◆ Material for this task:
--- START ---
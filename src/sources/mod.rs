//! Marketplace adapters producing raw candidate records
//!
//! Each adapter knows its page URLs and how to pull candidate records out of
//! a results page. Fetching is shared in `PageFetcher`.

mod olx;
mod patiotuerca;

pub use olx::Olx;
pub use patiotuerca::PatioTuerca;

use crate::error::{Result, TrackerError};
use crate::models::RawListing;
use reqwest::header::{HeaderMap, HeaderValue, ACCEPT_LANGUAGE};
use reqwest::Client;
use scraper::{ElementRef, Selector};
use std::time::Duration;

const USER_AGENT: &str = "Mozilla/5.0 (Windows NT 10.0; Win64; x64) AppleWebKit/537.36 \
     (KHTML, like Gecko) Chrome/91.0.4472.124 Safari/537.36";

/// A marketplace that lists used cars across numbered result pages
pub trait ListingSource: Send + Sync {
    /// Name stored as the listing's `source_name`
    fn source_name(&self) -> &'static str;

    /// URL of the 1-based results page
    fn page_url(&self, page: u32) -> String;

    /// Extract candidate records from a results page
    fn parse_page(&self, html: &str) -> Vec<RawListing>;

    /// Pause between consecutive page requests
    fn page_delay(&self) -> Duration;
}

/// Built-in sources in scrape order
pub fn default_sources() -> Vec<Box<dyn ListingSource>> {
    vec![Box::new(PatioTuerca::new()), Box::new(Olx::new())]
}

/// HTTP client shared by all sources
pub struct PageFetcher {
    client: Client,
}

impl PageFetcher {
    pub fn new() -> Result<Self> {
        let mut headers = HeaderMap::new();
        headers.insert(
            ACCEPT_LANGUAGE,
            HeaderValue::from_static("es-ES,es;q=0.9,en;q=0.8"),
        );

        let client = Client::builder()
            .timeout(Duration::from_secs(30))
            .user_agent(USER_AGENT)
            .default_headers(headers)
            .build()?;

        Ok(Self { client })
    }

    /// Fetch one results page and parse it into candidate records
    pub async fn fetch_page(&self, source: &dyn ListingSource, page: u32) -> Result<Vec<RawListing>> {
        let url = source.page_url(page);
        log::debug!("Fetching {} page {}: {}", source.source_name(), page, url);

        let response = self.client.get(&url).send().await?;
        if !response.status().is_success() {
            return Err(TrackerError::HttpStatus(response.status()));
        }

        let html = response.text().await?;
        let records = source.parse_page(&html);
        log::info!(
            "{} page {}: {} candidate listings",
            source.source_name(),
            page,
            records.len()
        );
        Ok(records)
    }
}

/// Trimmed text of the first element matching `sel`, if any
fn first_text(element: &ElementRef<'_>, sel: &Selector) -> Option<String> {
    element.select(sel).next().map(|e| element_text(&e))
}

fn element_text(element: &ElementRef<'_>) -> String {
    element.text().collect::<String>().trim().to_string()
}

/// Resolve a possibly relative href against the site base
fn absolute_url(base: &str, href: &str) -> String {
    if href.starts_with("http") {
        href.to_string()
    } else {
        format!("{}{}", base.trim_end_matches('/'), href)
    }
}
//! HTML report of the current store contents

use crate::analytics::{price_drops, summary_counts, top_makes, MakeCount, PriceChange, SummaryCounts};
use crate::error::Result;
use rusqlite::Connection;
use std::fmt::Write as _;
use std::path::{Path, PathBuf};

const STYLE: &str = "
        body { font-family: Arial, sans-serif; margin: 20px; }
        h1, h2 { color: #333; }
        table { border-collapse: collapse; width: 100%; margin-bottom: 20px; }
        th, td { border: 1px solid #ddd; padding: 8px; text-align: left; }
        th { background-color: #f2f2f2; }
        tr:nth-child(even) { background-color: #f9f9f9; }
        .summary { display: flex; gap: 20px; margin-bottom: 20px; }
        .summary-card { background-color: #f2f2f2; padding: 15px; border-radius: 5px; flex: 1; }
        .price-drop { color: green; }";

/// Everything the report shows
#[derive(Debug, Clone)]
pub struct ReportData {
    /// Already formatted for display (e.g. "2026-02-01 07:00")
    pub generated_at: String,
    pub summary: SummaryCounts,
    pub top_makes: Vec<MakeCount>,
    pub price_drops: Vec<PriceChange>,
}

impl ReportData {
    /// Gather report data from the store
    pub fn collect(conn: &Connection, generated_at: String, drops_limit: usize) -> Result<Self> {
        Ok(Self {
            generated_at,
            summary: summary_counts(conn)?,
            top_makes: top_makes(conn)?,
            price_drops: price_drops(conn, drops_limit)?,
        })
    }
}

/// Escape text for HTML element content and quoted attributes
fn escape_html(text: &str) -> String {
    let mut out = String::with_capacity(text.len());
    for c in text.chars() {
        match c {
            '&' => out.push_str("&amp;"),
            '<' => out.push_str("&lt;"),
            '>' => out.push_str("&gt;"),
            '"' => out.push_str("&quot;"),
            '\'' => out.push_str("&#39;"),
            _ => out.push(c),
        }
    }
    out
}

/// Render the report as a standalone HTML page
pub fn render_html(data: &ReportData) -> String {
    let mut html = String::new();

    // Writing to a String cannot fail
    let _ = write!(
        html,
        "<!DOCTYPE html>
<html>
<head>
    <meta charset=\"utf-8\">
    <title>Used Car Price Report</title>
    <style>{style}
    </style>
</head>
<body>
    <h1>Used Car Price Report</h1>
    <p>Generated on {generated}</p>

    <div class=\"summary\">
        <div class=\"summary-card\">
            <h3>Total Listings</h3>
            <p>{total}</p>
        </div>
        <div class=\"summary-card\">
            <h3>Cars with Price Changes</h3>
            <p>{changed}</p>
        </div>
    </div>

    <h2>Top Car Makes</h2>
    <table>
        <tr><th>Make</th><th>Count</th></tr>
",
        style = STYLE,
        generated = escape_html(&data.generated_at),
        total = data.summary.total_listings,
        changed = data.summary.listings_with_changes,
    );

    for make in &data.top_makes {
        let _ = writeln!(
            html,
            "        <tr><td>{}</td><td>{}</td></tr>",
            escape_html(&make.make),
            make.count
        );
    }

    html.push_str(
        "    </table>

    <h2>Recent Price Drops</h2>
    <table>
        <tr><th>Car</th><th>Old Price ($)</th><th>New Price ($)</th><th>Change (%)</th></tr>
",
    );

    for drop in &data.price_drops {
        let change = drop
            .percent_change
            .map(|p| format!("{:.2}%", p))
            .unwrap_or_else(|| "n/a".to_string());
        let _ = writeln!(
            html,
            "        <tr><td><a href=\"{url}\" target=\"_blank\">{car}</a></td><td>{old:.2}</td><td>{new:.2}</td><td class=\"price-drop\">{change}</td></tr>",
            url = escape_html(&drop.listing.url),
            car = escape_html(&drop.listing.label()),
            old = drop.previous_price,
            new = drop.current_price,
            change = change,
        );
    }

    html.push_str("    </table>\n</body>\n</html>\n");
    html
}

/// Render and write the report, returning the written path
pub fn write_report(path: &Path, data: &ReportData) -> Result<PathBuf> {
    if let Some(parent) = path.parent() {
        if !parent.as_os_str().is_empty() && !parent.exists() {
            std::fs::create_dir_all(parent)?;
        }
    }
    std::fs::write(path, render_html(data))?;
    log::info!("Report generated: {}", path.display());
    Ok(path.to_path_buf())
}
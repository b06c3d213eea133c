//! Car Price Tracker - used-car listing and price history database
//!
//! Harvests used-car listings from marketplace pages into SQLite, records a
//! price point whenever a listing's price changes, and reports price changes
//! and averages on a daily schedule.

pub mod analytics;
pub mod config;
pub mod database;
pub mod error;
pub mod ingest;
pub mod models;
pub mod normalize;
pub mod notify;
pub mod report;
pub mod scheduler;
pub mod sources;
pub mod tracker;

pub use config::TrackerConfig;
pub use database::{init_schema, open_database};
pub use error::{Result, TrackerError};
pub use ingest::{ingest, ingest_batch, BatchReport, IngestOutcome};
pub use models::{Listing, ListingId, NewListing, PricePoint, RawListing};
pub use tracker::{notifier_for, run_daemon, RunSummary, Tracker};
--- END ---
◆ Activity:
Go to the line with "use std::time::Duration;" in the entries above and repeat every line from there through the line with "let response = self.client.get(&url).send().await?;", exactly and with no other text.

◆ Output for this exercise:
use std::time::Duration;

const USER_AGENT: &str = "Mozilla/5.0 (Windows NT 10.0; Win64; x64) AppleWebKit/537.36 \
     (KHTML, like Gecko) Chrome/91.0.4472.124 Safari/537.36";

/// A marketplace that lists used cars across numbered result pages
pub trait ListingSource: Send + Sync {
    /// Name stored as the listing's `source_name`
    fn source_name(&self) -> &'static str;

    /// URL of the 1-based results page
    fn page_url(&self, page: u32) -> String;

    /// Extract candidate records from a results page
    fn parse_page(&self, html: &str) -> Vec<RawListing>;

    /// Pause between consecutive page requests
    fn page_delay(&self) -> Duration;
}

/// Built-in sources in scrape order
pub fn default_sources() -> Vec<Box<dyn ListingSource>> {
    vec![Box::new(PatioTuerca::new()), Box::new(Olx::new())]
}

/// HTTP client shared by all sources
pub struct PageFetcher {
    client: Client,
}

impl PageFetcher {
    pub fn new() -> Result<Self> {
        let mut headers = HeaderMap::new();
        headers.insert(
            ACCEPT_LANGUAGE,
            HeaderValue::from_static("es-ES,es;q=0.9,en;q=0.8"),
        );

        let client = Client::builder()
            .timeout(Duration::from_secs(30))
            .user_agent(USER_AGENT)
            .default_headers(headers)
            .build()?;

        Ok(Self { client })
    }

    /// Fetch one results page and parse it into candidate records
    pub async fn fetch_page(&self, source: &dyn ListingSource, page: u32) -> Result<Vec<RawListing>> {
        let url = source.page_url(page);
        log::debug!("Fetching {} page {}: {}", source.source_name(), page, url);

        let response = self.client.get(&url).send().await?;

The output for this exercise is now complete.